Data excerpts>
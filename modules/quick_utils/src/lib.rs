//! Quick Utils
//!
//! Helpers for throwaway scripts and test fixtures: random addresses, serial
//! numbers and dates, a JSON file loader, and thin single-connection wrappers
//! around the MySQL (`sqlx`) and Cassandra (`scylla`) drivers.

// Public exports
pub mod contract;
pub use contract::{ConsistencyLevel, Record, UtilsError};

pub mod config;
pub use config::{CassandraConfig, Config, ConfigError, MysqlConfig};

pub mod domain;
pub use domain::{repeat_in_query_placeholders, DataGenerator, DEFAULT_OUIS};

pub mod infra;
pub use infra::{
    load_json_file, load_json_file_as, CassandraConnect, CassandraError, JsonFileError,
    MysqlConnect, MysqlError,
};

Assignment> With the string "config" as the key, filter the data above and show the lines that match.

Reply to the exercise>
pub mod config;
pub use config::{CassandraConfig, Config, ConfigError, MysqlConfig};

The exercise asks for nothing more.